In my case it's "have faith." Altho I do have faith, and said faith has been tested enough that I really do rely on it, I must admit that the waiting period between has definite suckitude to it.
Unless there is a compelling reason, can you go do temp work or something and tell them to go jump before they officially cut you loose? If there is severance that is one thing but I don't usually feel too loyal to a job that will do ya that way.
posted by bunnyfire 17 July | 17:01
Life is Pain.

I been saying this on and off for a couple of months or so, and it's one of those maxims that (for me) works on a couple of levels. I'll skip by what I see as the most obvious ones and try and fill in the gaps as to why it works for me.

Actually, I can't.
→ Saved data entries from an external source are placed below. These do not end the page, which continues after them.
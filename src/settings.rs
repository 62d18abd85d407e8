//! Minimal settings container.
//!
//! A flat key/value store with layered-merge support. Mirrors the runtime
//! settings object closely enough to run loaders against it in tests: values
//! live in a single mapping, lookups distinguish absent keys from stored
//! nulls via [`Missing`], and incoming layers are reconciled with existing
//! data through [`object_merge`], one call per conflicting key.

use crate::merge::object_merge;
use crate::missing::Missing;
use anyhow::{Result, bail};
use serde::Serialize;
use serde_json::{Map, Value};
use std::path::PathBuf;
use tracing::debug;

/// Dict-like settings store.
#[derive(Debug, Clone, Default)]
pub struct Settings {
    data: Map<String, Value>,
    loaded_files: Vec<PathBuf>,
}

impl Settings {
    pub fn new() -> Self {
        Self::default()
    }

    /// Store `value` under `key`, replacing any existing value.
    pub fn set(&mut self, key: impl Into<String>, value: Value) {
        self.data.insert(key.into(), value);
    }

    /// Look up `key`. Absent keys are `Err(Missing)`; a stored null is a
    /// legitimate value and comes back as `Ok`.
    pub fn get(&self, key: &str) -> Result<&Value, Missing> {
        self.data.get(key).ok_or(Missing)
    }

    /// Whether `key` holds any value, a stored null included.
    pub fn exists(&self, key: &str) -> bool {
        self.get(key).is_ok()
    }

    /// Process-environment passthrough for loaders.
    pub fn get_environ(key: &str) -> Option<String> {
        std::env::var(key).ok()
    }

    /// Merge one key from a higher-priority layer.
    ///
    /// The existing value (if any) participates as the lower-priority side;
    /// `incoming` wins on any shape conflict and is what ends up stored.
    pub fn merge_key(&mut self, key: impl Into<String>, mut incoming: Value, unique: bool) {
        let key = key.into();
        if let Some(existing) = self.data.get(&key) {
            object_merge(existing, &mut incoming, unique);
        }
        self.data.insert(key, incoming);
    }

    /// Merge a whole layer, one [`Self::merge_key`] per entry.
    pub fn merge_layer(&mut self, layer: Map<String, Value>, unique: bool) {
        debug!(keys = layer.len(), "merging configuration layer");
        for (key, value) in layer {
            self.merge_key(key, value, unique);
        }
    }

    /// Serialize a typed layer (e.g. a defaults struct) and merge it.
    ///
    /// Errors if `layer` does not serialize to a mapping.
    pub fn merge_layer_from<T: Serialize>(&mut self, layer: &T, unique: bool) -> Result<()> {
        match serde_json::to_value(layer)? {
            Value::Object(map) => {
                self.merge_layer(map, unique);
                Ok(())
            }
            other => bail!("layer must serialize to a mapping, got {other}"),
        }
    }

    /// Record a source file consumed by a loader.
    pub fn record_loaded_file(&mut self, path: impl Into<PathBuf>) {
        self.loaded_files.push(path.into());
    }

    /// Files recorded by loaders, in load order.
    pub fn loaded_files(&self) -> &[PathBuf] {
        &self.loaded_files
    }

    /// Read-only view of the stored data.
    pub fn data(&self) -> &Map<String, Value> {
        &self.data
    }
}

#[cfg(test)]
mod tests {
    use super::*;
    use serde_json::json;

    #[test]
    fn test_set_get_exists() {
        let mut settings = Settings::new();
        settings.set("debug", json!(true));

        assert!(settings.exists("debug"));
        assert_eq!(settings.get("debug"), Ok(&json!(true)));
        assert!(!settings.exists("verbose"));
        assert_eq!(settings.get("verbose"), Err(Missing));
    }

    #[test]
    fn test_stored_null_is_not_missing() {
        let mut settings = Settings::new();
        settings.set("proxy", Value::Null);

        assert!(settings.exists("proxy"));
        assert_eq!(settings.get("proxy"), Ok(&Value::Null));
    }

    #[test]
    fn test_merge_key_reconciles_with_existing() {
        let mut settings = Settings::new();
        settings.set("db", json!({"host": "localhost", "port": 5432}));
        settings.merge_key("db", json!({"port": 6543}), false);

        assert_eq!(settings.get("db"), Ok(&json!({"host": "localhost", "port": 6543})));
    }

    #[test]
    fn test_merge_key_without_existing_stores_incoming() {
        let mut settings = Settings::new();
        settings.merge_key("name", json!("strata"), false);
        assert_eq!(settings.get("name"), Ok(&json!("strata")));
    }

    #[test]
    fn test_merge_key_unique_lists() {
        let mut settings = Settings::new();
        settings.set("features", json!(["a", "b"]));
        settings.merge_key("features", json!(["b", "c"]), true);

        assert_eq!(settings.get("features"), Ok(&json!(["a", "b", "c"])));
    }

    #[test]
    fn test_merge_layer_applies_every_key() {
        let mut settings = Settings::new();
        settings.set("a", json!([1, 2]));
        settings.set("b", json!({"x": 1}));

        let layer = json!({"a": [3], "b": {"y": 2}, "c": "fresh"});
        let Value::Object(layer) = layer else {
            unreachable!()
        };
        settings.merge_layer(layer, false);

        assert_eq!(settings.get("a"), Ok(&json!([1, 2, 3])));
        assert_eq!(settings.get("b"), Ok(&json!({"x": 1, "y": 2})));
        assert_eq!(settings.get("c"), Ok(&json!("fresh")));
    }

    #[test]
    fn test_merge_layer_from_rejects_non_mapping() {
        let mut settings = Settings::new();
        assert!(settings.merge_layer_from(&vec![1, 2, 3], false).is_err());
    }

    #[test]
    fn test_get_environ_matches_process_env() {
        assert_eq!(
            Settings::get_environ("PATH"),
            std::env::var("PATH").ok()
        );
        assert_eq!(Settings::get_environ("STRATA_TEST_SURELY_UNSET"), None);
    }

    #[test]
    fn test_loaded_file_bookkeeping() {
        let mut settings = Settings::new();
        assert!(settings.loaded_files().is_empty());

        settings.record_loaded_file("config/settings.json");
        settings.record_loaded_file("config/production.json");
        assert_eq!(settings.loaded_files().len(), 2);
        assert_eq!(settings.loaded_files()[0], PathBuf::from("config/settings.json"));
    }
}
It's something about life being difficult; it's something about stoicism; it's something humorous; it's something about grabbing the balls of death and shaking them till his jawbone pops out; it's something about not believing the hype; it's something about putting your world into perspective; it's something about the surreality of expectation; it's about childbirth and growing up and hunger and jealousy and indigestion and death; it's just something.

I can't really put it into words.
Life is Pain.
posted by seanyboy 17 July | 17:16
Plus, it's a line from the Princess Bride, so it can't be all wrong.
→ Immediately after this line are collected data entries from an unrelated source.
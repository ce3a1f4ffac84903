//! Pipeline error types
//!
//! Everything here is fatal for the stage that returns it. Recoverable
//! per-unit problems never become a `PipelineError`; they go to the stage log.

use crate::config::ConfigError;
use crate::storage::StorageError;
use thiserror::Error;

/// Errors that abort a pipeline stage
#[derive(Error, Debug)]
pub enum PipelineError {
    /// Storage layer error
    #[error("Storage error: {0}")]
    Storage(#[from] StorageError),

    /// Configuration could not be loaded or is invalid
    #[error("Configuration error: {0}")]
    Config(#[from] ConfigError),

    /// A raw input line could not be interpreted
    #[error("Malformed input {location}: {message}")]
    Input { location: String, message: String },

    /// A stage was started before the stage it depends on finished
    #[error("Stage {stage} requires {requires} to have completed")]
    MissingPrerequisite { stage: String, requires: String },

    /// A worker task panicked or was cancelled
    #[error("Worker failed: {0}")]
    Worker(String),

    /// A spot check found stored data disagreeing with its source
    #[error("Verification failed: {0}")]
    Verification(String),
}

impl PipelineError {
    pub fn input(location: impl Into<String>, message: impl std::fmt::Display) -> Self {
        PipelineError::Input {
            location: location.into(),
            message: message.to_string(),
        }
    }
}

impl From<std::io::Error> for PipelineError {
    fn from(err: std::io::Error) -> Self {
        PipelineError::Storage(StorageError::Io(err))
    }
}

impl From<tokio::task::JoinError> for PipelineError {
    fn from(err: tokio::task::JoinError) -> Self {
        PipelineError::Worker(err.to_string())
    }
}

impl From<csv::Error> for PipelineError {
    fn from(err: csv::Error) -> Self {
        PipelineError::Storage(StorageError::from(err))
    }
}

/// Result type for pipeline operations
pub type PipelineResult<T> = Result<T, PipelineError>;
//! # Nightlights
//!
//! Batch pipeline that correlates satellite night-light luminosity of
//! villages with that of nearby unlit "darkspots", subtracts the darkspot
//! background from each village observation and pivots the result into
//! per-village time series.
//!
//! ## Modules
//!
//! - [`config`]: Working directory, column indices, tolerances, worker counts
//! - [`storage`]: On-disk formats shared by all stages
//! - [`pipeline`]: The stages and the runner that sequences them
//!
//! ## Quick Start
//!
//! ```rust,no_run
//! use nightlights::{Config, Pipeline};
//!
//! #[tokio::main]
//! async fn main() -> Result<(), Box<dyn std::error::Error>> {
//!     let mut config = Config::default();
//!     config.paths.path = "/data/nightlights".into();
//!
//!     let pipeline = Pipeline::new(config);
//!     let ran = pipeline.run_all(false).await?;
//!     println!("{} stages ran", ran);
//!
//!     let report = pipeline.verify(100).await?;
//!     println!("{:?}", report);
//!     Ok(())
//! }
//! ```

pub mod config;
pub mod pipeline;
pub mod storage;

pub use config::{generate_default_config, Config, ConfigError, LoggingConfig};

pub use pipeline::{Pipeline, PipelineError, PipelineResult, RunContext};

pub use storage::{
    ChunkLayout, DatasetInfo, DateKey, EntityKind, IdTable, MatchGraph, PipelineStatus, Stage,
    StorageError, StorageResult, TimeSeriesReader, ValueKind,
};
Something along the lines of:

"Life is pain, Princess, and anyone who tells you differently is selling something."
posted by small_ruminant 17 July | 17:35
Whenever I didn't get my way as a child, and would complain about how "unfair" it was, my mamma would tell me, "Life's a bitch, and then you die" (hey isn't that a rap song). Truer words were never spoken.
posted by muddgirl 17 July | 22:37
Life's a bitch and then you die/
that's why we get high/
Cause you never know/
when you're gonna go


As long as I'm quoting rap lyrics:

In this game of life I'm not trying to be the M.V.P
'Cause the enemy's the clock and the referee
posted by box 18 July | 00:32
(((occhiblu)))

Not exactly what I meant, Hugh, but if I wasn't clear: some weekends suck.

"Life is pain, Princess, and anyone who tells you differently is selling something."

Yet it's interspersed with moments of great joy and that makes it worth hanging around for, oh, say 85 years or so.

:^)
posted by deborah 18 July | 13:53
Thanks all, for the words and hugs and randomness. (Truthfully, the thought of squirting lemon juice in my bosses' eyes has kept me going today...)

Today's better, and a few leads are starting to shake out, and my office seems disinclined to act particularly quickly on actually letting me go, so... who knows. I'm just trying to remember to breathe, and eat, and stay open.